Here’s How Sleeping Too Little Literally Transforms Your Brain
Insomnia is linked to crippling cognitive conditions such as Alzheimer's.
Good Night, Sleep Tight
You’ve likely noticed your brain moving a bit slowly after a night of too little sleep. However, a substandard amount of shut-eye has greater consequences than feeling tired and irritable the following day. Research into how sleep affects the brain suggests that the amount of rest we get is of utmost importance.
Earlier this year, scientists at Western University in Ontario performed a study that compared the brain activity of participants when they had slept normally and had a reduced amount of rest. They were challenged with several different brain-teasing games, and given an MRI scan while they were completing the tasks.
Much less activity was observed in the brain when the participant was suffering from a lack of sleep. On an immediate level, we’re much less capable when we have had just a few hours at rest.
Researchers have increasingly found that lack of sleep may be a contributing factor for a number of psychiatric conditions, not just one of their symptoms. Sleep problems contribute to the development of depression and reduce the efficacy of treatment, and may be involved in bipolar disorder, anxiety disorders, and ADHD. Given recent discoveries about the physiological effect of sleep deprivation on the brain, this might not be so surprising.
Work published earlier this year found that not getting enough sleep can lead to astrocytes and microglial cells being overactive. Normally, these cells would take care of damaged brain matter and other debris, which is a good thing–but they can cause damage if they do more clean-up than is necessary. Research from the Marche Polytechnic University in Italy found that the brains of sleep-deprived mice had some of their synapses “literally eaten by astrocytes because of sleep loss,” as lead researcher Michele Bellesi told New Scientist.
In the long term, studies have shown that repeatedly under-sleeping can contribute to a host of cognitive conditions, including Alzheimer’s disease. Having the proper amount of good-quality sleep is thought to be an integral part of the process that removes proteins linked to the disorder from the brain.
This year’s Nobel Prize in physiology or medicine was awarded to a group of scientists for their research into the circadian clock. They discovered that the sleep cycle is encoded in our very genes, demonstrating just how far-reaching our need for sleep is.

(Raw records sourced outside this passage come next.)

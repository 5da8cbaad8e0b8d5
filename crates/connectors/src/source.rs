//! Connection sourcing: turns an (identity, environment) pair into a
//! bounded supply of [`Client`]s, behind any boxed client factory — the
//! domain has an open set of remote backends rather than a fixed dialect
//! list, so dispatch is by trait object, not by an adapter enum.

use crate::client::Client;
use crate::error::{PoolError, SourceError};
use async_trait::async_trait;
use std::sync::Arc;
use tokio::sync::{OwnedSemaphorePermit, Semaphore};
use tracing::{debug, warn};

/// Default `maxConcurrent` per source when the caller does not override it
/// (spec §4.2).
pub const DEFAULT_MAX_CONCURRENT: usize = 52;

/// Produces authenticated [`Client`]s for one (identity, environment) pair.
/// Implementations own the actual transport (HTTP session, DB connection,
/// etc.); this crate only prescribes the lifecycle.
#[async_trait]
pub trait ClientFactory: Send + Sync {
    async fn connect(&self) -> Result<Box<dyn Client>, SourceError>;

    /// Stable label used for throttle-tracker bucketing and logs.
    fn endpoint(&self) -> &str;
}

/// One bounded pool of clients drawn from a single [`ClientFactory`].
/// `maxConcurrent` permits gate concurrent leases; a held permit is
/// returned to the semaphore on drop regardless of how the lease ends.
pub struct ConnectionSource {
    factory: Arc<dyn ClientFactory>,
    semaphore: Arc<Semaphore>,
    max_concurrent: usize,
}

impl ConnectionSource {
    pub fn new(factory: Arc<dyn ClientFactory>) -> Self {
        Self::with_max_concurrent(factory, DEFAULT_MAX_CONCURRENT)
    }

    pub fn with_max_concurrent(factory: Arc<dyn ClientFactory>, max_concurrent: usize) -> Self {
        let max_concurrent = max_concurrent.max(1);
        Self {
            factory,
            semaphore: Arc::new(Semaphore::new(max_concurrent)),
            max_concurrent,
        }
    }

    pub fn endpoint(&self) -> &str {
        self.factory.endpoint()
    }

    pub fn max_concurrent(&self) -> usize {
        self.max_concurrent
    }

    /// Number of leases currently checked out.
    pub fn in_flight(&self) -> usize {
        self.max_concurrent - self.semaphore.available_permits()
    }

    /// Blocks until a permit is free, then connects. The permit is held for
    /// the lifetime of the returned [`Lease`]; dropping the lease (normal
    /// return via `release`, or simply dropping it) frees the slot.
    pub async fn acquire(&self) -> Result<Lease, PoolError> {
        let permit = self
            .semaphore
            .clone()
            .acquire_owned()
            .await
            .map_err(|_| PoolError::Cancelled)?;
        match self.factory.connect().await {
            Ok(client) => Ok(Lease {
                client: Some(client),
                _permit: permit,
            }),
            Err(SourceError::AuthFailed(msg)) => Err(PoolError::Unauthorized(msg)),
            Err(SourceError::Cancelled) => Err(PoolError::Cancelled),
            Err(SourceError::Transport(msg)) => {
                warn!(endpoint = self.endpoint(), error = %msg, "connect failed, treating as no source");
                Err(PoolError::NoSource)
            }
        }
    }
}

/// A leased client plus the semaphore permit backing it. Invalidating the
/// lease (poisoned client) simply lets it drop without being reused —
/// there is no free-list, the semaphore is the only shared state. Owns
/// its permit (rather than borrowing the source) so it can be held across
/// `.await` points and moved between tasks, which the executor's worker
/// pool relies on.
pub struct Lease {
    client: Option<Box<dyn Client>>,
    _permit: OwnedSemaphorePermit,
}

impl Lease {
    pub fn client(&self) -> &dyn Client {
        self.client.as_deref().expect("lease client taken twice")
    }

    /// Marks the lease as not returnable even if `Client::is_poisoned` is
    /// false, e.g. after a transport error observed by the caller.
    pub fn invalidate(&mut self) {
        debug!("lease invalidated by caller");
        self.client = None;
    }
}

We’re learning more about the human brain all the time. The field of neuroscience is constantly advancing, with new technology offering up a better understanding than ever before about what’s really going on in our minds. Given that an estimated 50-70 million Americans have some form of sleep disorder, continued neurological research will be essential to helping more people have healthier, well-rested brains–and in the meanwhile, it’s fortunate that there are ample ways to use modern technology to help you doze off and recuperate.